AR. Elles sont injustes, c'est à la fois un échec et une erreur. Ce que je constate, c'est que cela aboutit à ce que de l'argent public soit capté par des organismes créés opportunément, ou en pleine expansion grâce — ou à cause- de la volonté gouvernementale. Le meilleur exemple vient de Muriel Pénicaud elle-même, qui en tant que ministre du Travail crée un « big bang de la formation professionnelle », bénéficiant très largement à des groupes de formation privés détenus par des fonds d'investissement. Et une fois sortie du gouvernement, elle rejoint le conseil d'administration de l'un de ces groupes [ 1 ]Galileo Global Éducation, NDLR. Plus généralement, il me paraît évident qu'il y a une pression des grandes entreprises pour freiner le financement solidaire de l'apprentissage, qui ruisselait jusque-là sur les plus petites, et qui permettait également de pérenniser nos CFA (centres de formation d'apprentis) territoriaux, de Bordeaux à Ussel.

 

QDF. Car c'est aussi une question d'aménagement du territoire…

 

AR. Bien sûr. En particulier dans une région aussi vaste que la nôtre. On assiste à une centralisation de l'apprentissage dans les grandes villes, où se trouvent les entreprises majeures. Le menuisier en milieu rural va évidemment bien plus souffrir de la baisse du financement que L'Oréal ou Sanofi ! Ceux qui vont être menacés, parce qu'ils ont besoin d'apprentis, ce sont les petits artisans qui font la vie quotidienne de nos concitoyens, le boulanger, le boucher, le charpentier… Ils bénéficiaient d'une solidarité qu'Emmanuel Macron et Muriel Pénicaud ont effacée d'un trait de plume.
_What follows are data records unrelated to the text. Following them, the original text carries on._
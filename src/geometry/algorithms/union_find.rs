//! Disjoint-set (union-find) with path compression.

#[derive(Debug)]
pub(crate) struct UnionFind {
    parent: Vec<usize>,
}

impl UnionFind {
    pub(crate) fn new(n: usize) -> Self {
        Self {
            parent: (0..n).collect(),
        }
    }

    pub(crate) fn find(&mut self, x: usize) -> usize {
        let p = self.parent[x];
        if p != x {
            let root = self.find(p);
            self.parent[x] = root;
        }
        self.parent[x]
    }

    /// Order-dependent union: the smaller index always becomes the representative.
    /// Returns `true` if `a` and `b` were in different sets.
    pub(crate) fn union_keep_min(&mut self, a: usize, b: usize) -> bool {
        let ra = self.find(a);
        let rb = self.find(b);
        if ra == rb {
            return false;
        }
        let (min, max) = if ra <= rb { (ra, rb) } else { (rb, ra) };
        self.parent[max] = min;
        true
    }
}
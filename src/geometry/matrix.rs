//! Matrix operations.
//!
//! Dimensions are only known at runtime here, so every helper works on
//! heap-allocated `nalgebra` matrices. The matrices involved are tiny
//! (`dim × dim` at most, `dim ≤ 8` in practice).

#![forbid(unsafe_code)]

use nalgebra::DMatrix;
use thiserror::Error;

/// Error type for matrix operations.
///
/// # Examples
///
/// ```rust
/// use tessellation::geometry::matrix::MatrixError;
///
/// let err = MatrixError::SingularMatrix;
/// assert!(matches!(err, MatrixError::SingularMatrix));
/// ```
#[derive(Clone, Debug, Error, PartialEq, Eq)]
pub enum MatrixError {
    /// Matrix is singular.
    #[error("Matrix is singular!")]
    SingularMatrix,
    /// Rows handed to a matrix builder do not share the expected length.
    #[error("Row {row} has length {actual}, expected {expected}")]
    RaggedRows {
        /// Offending row.
        row: usize,
        /// Its length.
        actual: usize,
        /// The length every row must have.
        expected: usize,
    },
}

/// Default tolerance for matrix singularity checks.
pub const SINGULARITY_TOLERANCE: f64 = 1e-12;

/// Compute the determinant of a square matrix.
///
/// Returns `1.0` for the empty matrix, matching the cofactor convention.
///
/// # Examples
///
/// ```rust
/// use nalgebra::DMatrix;
/// use tessellation::geometry::matrix::determinant;
///
/// let m = DMatrix::from_row_slice(2, 2, &[2.0, 0.0, 0.0, 3.0]);
/// assert_eq!(determinant(&m), 6.0);
/// ```
#[inline]
#[must_use]
pub fn determinant(m: &DMatrix<f64>) -> f64 {
    if m.nrows() == 0 {
        return 1.0;
    }
    m.clone().determinant()
}

/// Determinant together with a near-zero flag.
///
/// The flag is raised when `|det|` does not exceed [`SINGULARITY_TOLERANCE`]
/// times the product of the row norms (Hadamard's bound), i.e. when the rows
/// are numerically dependent whatever their magnitude.
///
/// # Examples
///
/// ```rust
/// use nalgebra::DMatrix;
/// use tessellation::geometry::matrix::determinant_near_zero;
///
/// let m = DMatrix::from_row_slice(2, 2, &[1.0, 2.0, 2.0, 4.0]);
/// let (det, near_zero) = determinant_near_zero(&m);
/// assert!(det.abs() < 1e-12);
/// assert!(near_zero);
///
/// let tiny = DMatrix::from_row_slice(2, 2, &[1e-8, 0.0, 0.0, 1e-8]);
/// assert!(!determinant_near_zero(&tiny).1);
/// ```
#[must_use]
pub fn determinant_near_zero(m: &DMatrix<f64>) -> (f64, bool) {
    let det = determinant(m);
    let bound: f64 = m.row_iter().map(|row| row.norm()).product();
    let near_zero = !det.is_finite() || det.abs() <= SINGULARITY_TOLERANCE * bound;
    (det, near_zero)
}

/// Compute adaptive tolerance scaled by matrix magnitude (infinity norm).
///
/// This computes: `base_tol` + `rel_factor` * ||A||_∞, where ||A||_∞ is the maximum
/// absolute row sum.
///
/// # Examples
///
/// ```rust
/// use nalgebra::DMatrix;
/// use tessellation::geometry::matrix::adaptive_tolerance;
///
/// let m = DMatrix::<f64>::identity(3, 3);
/// let tol = adaptive_tolerance(&m, 1e-12);
/// assert!(tol >= 1e-12);
/// ```
#[must_use]
pub fn adaptive_tolerance(matrix: &DMatrix<f64>, base_tol: f64) -> f64 {
    let max_row_sum = matrix
        .row_iter()
        .map(|row| row.iter().map(|v| v.abs()).sum::<f64>())
        .fold(0.0f64, f64::max);

    let rel_factor = 1e-12f64;
    rel_factor.mul_add(max_row_sum, base_tol)
}

/// Build a matrix whose rows are `rows[i] - origin`.
///
/// # Errors
///
/// Returns [`MatrixError::RaggedRows`] if a row does not have `origin.len()` entries.
pub fn difference_matrix(rows: &[&[f64]], origin: &[f64]) -> Result<DMatrix<f64>, MatrixError> {
    let ncols = origin.len();
    for (row, values) in rows.iter().enumerate() {
        if values.len() != ncols {
            return Err(MatrixError::RaggedRows {
                row,
                actual: values.len(),
                expected: ncols,
            });
        }
    }
    Ok(DMatrix::from_fn(rows.len(), ncols, |r, c| {
        rows[r][c] - origin[c]
    }))
}

/// Signed cofactor expansion of a `(k-1) × k` matrix.
///
/// Component `i` is `(-1)^i` times the determinant of the matrix with column
/// `i` removed. Applied to the edge vectors of `k` points in `k` dimensions this
/// is the (unnormalized) normal of the hyperplane through them, whose length is
/// `(k-1)!` times the `(k-1)`-volume of the simplex they span.
///
/// # Examples
///
/// ```rust
/// use nalgebra::DMatrix;
/// use tessellation::geometry::matrix::cofactor_normal;
///
/// // Edges (1,0,0) and (0,1,0): the cross product is (0,0,1).
/// let edges = DMatrix::from_row_slice(2, 3, &[1.0, 0.0, 0.0, 0.0, 1.0, 0.0]);
/// assert_eq!(cofactor_normal(&edges), vec![0.0, 0.0, 1.0]);
/// ```
#[must_use]
pub fn cofactor_normal(edges: &DMatrix<f64>) -> Vec<f64> {
    let k = edges.ncols();
    let mut normal = Vec::with_capacity(k);
    let mut parity = 1.0;
    for i in 0..k {
        let minor = edges.clone().remove_column(i);
        normal.push(parity * determinant(&minor));
        parity = -parity;
    }
    normal
}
C'est une catastrophe budgétaire et territoriale.

 

QDF. Comment en sortir ?

 

AR. En revenant au système antérieur, et en confiant davantage de responsabilités aux régions qui, en concertation permanenter avec les lycées professionnels, les chambres des métiers et consulaires, maillent efficacement le territoire. Car si des CFA disparaissent d'un territoire, c'est une menace grave pour les entreprises qui y sont installées.

 

Notes   [ + ]

1. Galileo Global Éducation, NDLR.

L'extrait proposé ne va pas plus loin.